Last February, the trophy went back to London because races were suspended at the Royal Calcutta Turf Club (RCTC).
The organizers couldn’t defer the iconic, essentially winter race either (till the Covid graph fell). The Queen, who breeds horses herself, wouldn’t have allowed horses sweating out in a harsher sun. So the 68-year-old premier event, symbolizing the blue-blooded bond between Buckingham Palace and the Maidan, was forgone.
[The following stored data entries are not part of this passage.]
use crate::analyze::{run_analysis, AnalyzeArgs};
use crate::server;
use clap::{Args, Parser, Subcommand};
use parcel_ai::error::AppError;

#[derive(Parser, Debug)]
#[command(
    name = "Parcel Development Analyzer",
    about = "Evaluate residential parcels against current zoning, SSMUH and TOD rules",
    version
)]
struct Cli {
    #[command(subcommand)]
    command: Option<Command>,
}

#[derive(Subcommand, Debug)]
enum Command {
    /// Start the HTTP service (default command)
    Serve(ServeArgs),
    /// Analyze a single parcel and print the recommended scenario
    Analyze(AnalyzeArgs),
}

#[derive(Args, Debug, Default)]
pub(crate) struct ServeArgs {
    /// Override the configured host for the HTTP server
    #[arg(long)]
    pub(crate) host: Option<String>,
    /// Override the configured port for the HTTP server
    #[arg(long)]
    pub(crate) port: Option<u16>,
}

pub(crate) async fn run() -> Result<(), AppError> {
    let cli = Cli::parse();
    let command = cli
        .command
        .unwrap_or_else(|| Command::Serve(ServeArgs::default()));

    match command {
        Command::Serve(args) => server::run(args).await,
        Command::Analyze(args) => run_analysis(args).await,
    }
}
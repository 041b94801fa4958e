use chrono::{DateTime, Utc};
use serde::{Deserialize, Serialize};
use sha2::{Digest, Sha256};

use super::domain::{
    AllowanceSet, ComplianceRecord, Coordinates, DesignGuidance, DevelopmentScenario,
    OptimizedPlan, Parcel, PropertyMetrics, TransitProfile,
};
use super::pipeline::PipelineRun;
use super::providers::{Comparable, MarketAnalysis, PropertyData, RegulatoryAnalysis};

pub const DEFAULT_ZONING: &str = "RS-1";
pub const DEFAULT_LOT_SIZE_SQFT: f64 = 4_000.0;
pub const DEFAULT_ASSESSED_VALUE: f64 = 1_200_000.0;

const MAX_SCORED_COMPARABLES: usize = 6;

/// Caller-supplied facts about one parcel; anything omitted is looked up or defaulted.
#[derive(Debug, Clone, Default, PartialEq, Serialize, Deserialize)]
pub struct AnalysisRequest {
    pub address: String,
    pub municipality: String,
    #[serde(default)]
    pub lot_size_sqft: Option<f64>,
    #[serde(default)]
    pub zoning: Option<String>,
    #[serde(default)]
    pub assessed_value: Option<f64>,
    #[serde(default)]
    pub coordinates: Option<Coordinates>,
}

impl AnalysisRequest {
    pub fn new(address: impl Into<String>, municipality: impl Into<String>) -> Self {
        Self {
            address: address.into(),
            municipality: municipality.into(),
            ..Self::default()
        }
    }

    pub fn requested_zoning(&self) -> Option<&str> {
        self.zoning
            .as_deref()
            .map(str::trim)
            .filter(|zoning| !zoning.is_empty())
    }
}

/// Which collaborators actually returned data for this report.
#[derive(Debug, Clone, Copy, Default, PartialEq, Eq, Serialize, Deserialize)]
pub struct DataSources {
    pub property_data: bool,
    pub regulatory_analysis: bool,
    pub comparables: bool,
    pub market_analysis: bool,
    pub measured_transit_distance: bool,
}

#[derive(Debug, Clone, PartialEq, Serialize, Deserialize)]
pub struct AppliedDefault {
    pub field: String,
    pub value: String,
    pub reason: String,
}

#[derive(Debug, Clone, Default, PartialEq, Serialize, Deserialize)]
pub struct PropertyFacts {
    pub comparables: Vec<Comparable>,
    pub market_analysis: Option<MarketAnalysis>,
}

#[derive(Debug, Clone, PartialEq, Serialize, Deserialize)]
pub struct ComprehensiveReport {
    pub plan: OptimizedPlan,
    pub property: PropertyFacts,
    pub regulatory: Option<RegulatoryAnalysis>,
    pub data_sources: DataSources,
    pub applied_defaults: Vec<AppliedDefault>,
    pub rulebook_version: String,
    pub cache_key: String,
    pub generated_at: DateTime<Utc>,
}

impl ComprehensiveReport {
    pub fn recommended(&self) -> &DevelopmentScenario {
        &self.plan.recommended
    }
}

/// Pick request value, then provider value, then the documented default.
pub fn resolve_zoning(
    request: &AnalysisRequest,
    property: Option<&PropertyData>,
) -> (String, Option<AppliedDefault>) {
    if let Some(zoning) = request.requested_zoning() {
        return (zoning.to_string(), None);
    }
    if let Some(zoning) = property
        .and_then(|data| data.zoning.as_deref())
        .map(str::trim)
        .filter(|zoning| !zoning.is_empty())
    {
        return (zoning.to_string(), None);
    }
    (
        DEFAULT_ZONING.to_string(),
        Some(applied("zoning", DEFAULT_ZONING, property.is_some())),
    )
}

pub fn resolve_parcel(
    request: &AnalysisRequest,
    property: Option<&PropertyData>,
) -> (Parcel, Vec<AppliedDefault>) {
    let mut defaults = Vec::new();
    let provided = property.is_some();

    let (zoning, zoning_default) = resolve_zoning(request, property);
    defaults.extend(zoning_default);

    let lot_area_sqft = positive(request.lot_size_sqft)
        .or_else(|| positive(property.and_then(|data| data.lot_size_sqft)))
        .unwrap_or_else(|| {
            defaults.push(applied(
                "lot_size_sqft",
                &format!("{DEFAULT_LOT_SIZE_SQFT:.0}"),
                provided,
            ));
            DEFAULT_LOT_SIZE_SQFT
        });

    let assessed_value = positive(request.assessed_value)
        .or_else(|| positive(property.and_then(|data| data.assessed_value)))
        .unwrap_or_else(|| {
            defaults.push(applied(
                "assessed_value",
                &format!("{DEFAULT_ASSESSED_VALUE:.0}"),
                provided,
            ));
            DEFAULT_ASSESSED_VALUE
        });

    let parcel = Parcel {
        address: request.address.trim().to_string(),
        municipality: request.municipality.trim().to_string(),
        lot_area_sqft,
        zoning,
        assessed_value,
    };
    (parcel, defaults)
}

fn positive(value: Option<f64>) -> Option<f64> {
    value.filter(|v| v.is_finite() && *v > 0.0)
}

fn applied(field: &str, value: &str, provider_answered: bool) -> AppliedDefault {
    let reason = if provider_answered {
        "not supplied by request or property data"
    } else {
        "not supplied by request; property data unavailable"
    };
    AppliedDefault {
        field: field.to_string(),
        value: value.to_string(),
        reason: reason.to_string(),
    }
}

pub fn transit_score(transit: &TransitProfile) -> u8 {
    if transit.rapid_transit_200m {
        95
    } else if transit.rapid_transit_400m {
        85
    } else if transit.rapid_transit_800m {
        70
    } else if transit.frequent_transit_400m {
        60
    } else if transit.route_count > 0 {
        40
    } else {
        20
    }
}

pub fn market_demand_score(property: Option<&PropertyData>) -> u8 {
    let Some(data) = property else {
        return 50;
    };
    if let Some(index) = data
        .market_analysis
        .as_ref()
        .and_then(|market| market.demand_index)
        .filter(|index| index.is_finite())
    {
        return index.clamp(0.0, 100.0).round() as u8;
    }
    let counted = data.comparables.len().min(MAX_SCORED_COMPARABLES) as u8;
    50 + 5 * counted
}

pub fn property_metrics(
    parcel: &Parcel,
    transit: &TransitProfile,
    property: Option<&PropertyData>,
) -> PropertyMetrics {
    PropertyMetrics {
        lot_size_sqft: parcel.lot_area_sqft,
        current_value: parcel.assessed_value,
        zoning: parcel.zoning.clone(),
        transit_score: transit_score(transit),
        market_demand_score: market_demand_score(property),
    }
}

pub fn municipal_requirements(compliance: &ComplianceRecord) -> Vec<String> {
    let mut requirements = compliance.special_requirements.clone();
    if compliance.parking_required {
        requirements.push("Off-street parking required".to_string());
    }
    requirements
}

/// Derive guidance from the recommended scenario; provider notes replace the rule-derived lists.
pub fn design_guidance(
    recommended: &DevelopmentScenario,
    allowances: &AllowanceSet,
    compliance: &ComplianceRecord,
    regulatory: Option<&RegulatoryAnalysis>,
) -> DesignGuidance {
    let unit_mix_summary = recommended
        .unit_mix
        .iter()
        .map(|unit| {
            format!(
                "{} x {} ({} bd / {} ba, {:.0} sq ft)",
                unit.count, unit.label, unit.bedrooms, unit.bathrooms, unit.square_feet
            )
        })
        .collect();

    let design_constraints = match regulatory {
        Some(analysis) if !analysis.design_constraints.is_empty() => {
            analysis.design_constraints.clone()
        }
        _ => derived_constraints(recommended, allowances, compliance),
    };
    let opportunities = match regulatory {
        Some(analysis) if !analysis.opportunities.is_empty() => analysis.opportunities.clone(),
        _ => derived_opportunities(allowances, compliance),
    };

    DesignGuidance {
        storeys: recommended.storeys,
        building_height_m: recommended.building_height_m,
        construction_type: recommended.construction_type,
        land_coverage: recommended.land_coverage,
        unit_mix_summary,
        design_constraints,
        opportunities,
    }
}

fn derived_constraints(
    recommended: &DevelopmentScenario,
    allowances: &AllowanceSet,
    compliance: &ComplianceRecord,
) -> Vec<String> {
    let mut constraints = vec![
        format!(
            "Maximum height {:.1} m under current zoning",
            allowances.current.max_height_m
        ),
        format!(
            "Floor space ratio capped at {:.2}",
            recommended.governing_fsr
        ),
    ];
    if compliance.parking_required {
        constraints.push("Provide off-street parking".to_string());
    }
    constraints.extend(compliance.special_requirements.iter().cloned());
    constraints
}

fn derived_opportunities(allowances: &AllowanceSet, compliance: &ComplianceRecord) -> Vec<String> {
    let mut opportunities = Vec::new();
    if allowances.ssmuh.eligible {
        opportunities.push(format!(
            "SSMUH permits up to {} units",
            allowances.ssmuh.units
        ));
    }
    if allowances.tod.eligible {
        opportunities.push(format!(
            "TOD permits up to {} units and {} storeys ({} tier)",
            allowances.tod.units, allowances.tod.storeys, allowances.tod.label
        ));
    }
    if !compliance.parking_required {
        opportunities.push("Parking minimums relaxed near transit".to_string());
    }
    opportunities
}

pub fn build_plan(
    parcel: Parcel,
    run: PipelineRun,
    property: Option<&PropertyData>,
    regulatory: Option<&RegulatoryAnalysis>,
) -> OptimizedPlan {
    let recommended = run.recommended().clone();
    let metrics = property_metrics(&parcel, &run.transit, property);
    let municipal_requirements = municipal_requirements(&run.compliance);
    let design_guidance =
        design_guidance(&recommended, &run.allowances, &run.compliance, regulatory);

    OptimizedPlan {
        parcel,
        metrics,
        transit: run.transit,
        allowances: run.allowances,
        compliance: run.compliance,
        scenarios: run.scenarios,
        recommended,
        scores: run.selection.scores,
        municipal_requirements,
        design_guidance,
    }
}

/// Stable fingerprint of the resolved inputs and of what each collaborator returned, hex encoded.
pub fn cache_key(
    parcel: &Parcel,
    coordinates: Option<Coordinates>,
    rulebook_version: &str,
    property: Option<&PropertyData>,
    regulatory: Option<&RegulatoryAnalysis>,
) -> String {
    let location = coordinates
        .map(|point| format!("{:.6},{:.6}", point.latitude, point.longitude))
        .unwrap_or_default();
    let fingerprint = format!(
        "{}|{}|{:.2}|{}|{:.2}|{}|{}|{}|{}",
        parcel.address.to_ascii_lowercase(),
        parcel.municipality.to_ascii_lowercase(),
        parcel.lot_area_sqft,
        parcel.zoning.to_ascii_uppercase(),
        parcel.assessed_value,
        location,
        rulebook_version,
        payload_fingerprint(property),
        payload_fingerprint(regulatory)
    );

    let mut hasher = Sha256::new();
    hasher.update(fingerprint.as_bytes());
    hasher
        .finalize()
        .iter()
        .map(|byte| format!("{byte:02x}"))
        .collect()
}

fn payload_fingerprint<T: Serialize>(payload: Option<&T>) -> String {
    match payload {
        Some(value) => {
            serde_json::to_string(value).unwrap_or_else(|_| "unserializable".to_string())
        }
        None => "absent".to_string(),
    }
}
In the British monarch’s 70th year on the throne, patrons of RCTC, which was founded by her predecessors in 1847, wanted to ensure the race christened after the Queen isn’t put off again. On Friday, last year’s unused gold-plated silver cup was handed over by British deputy high commissioner Nick Low to RCTC’s chairman
Sudipto Sarkar, so the 69th edition of Queen Elizabeth-II Cup can be played on Saturday. The grand dinner on the race eve is being skipped for the second pandemic year.
“I have to write a race report for the Palace,” laughed Low, as he raised a toast to the Queen. Across the world, four Queen Elizabeth II Cups are played.
Amit Chaturvedi, GM, Racing, RCTC, said: “We are happy the race will happen.” RCTC CEO Sivaji Dutt quipped, “These are great ways to reinforce the living bridge between Britain and its erstwhile colony.”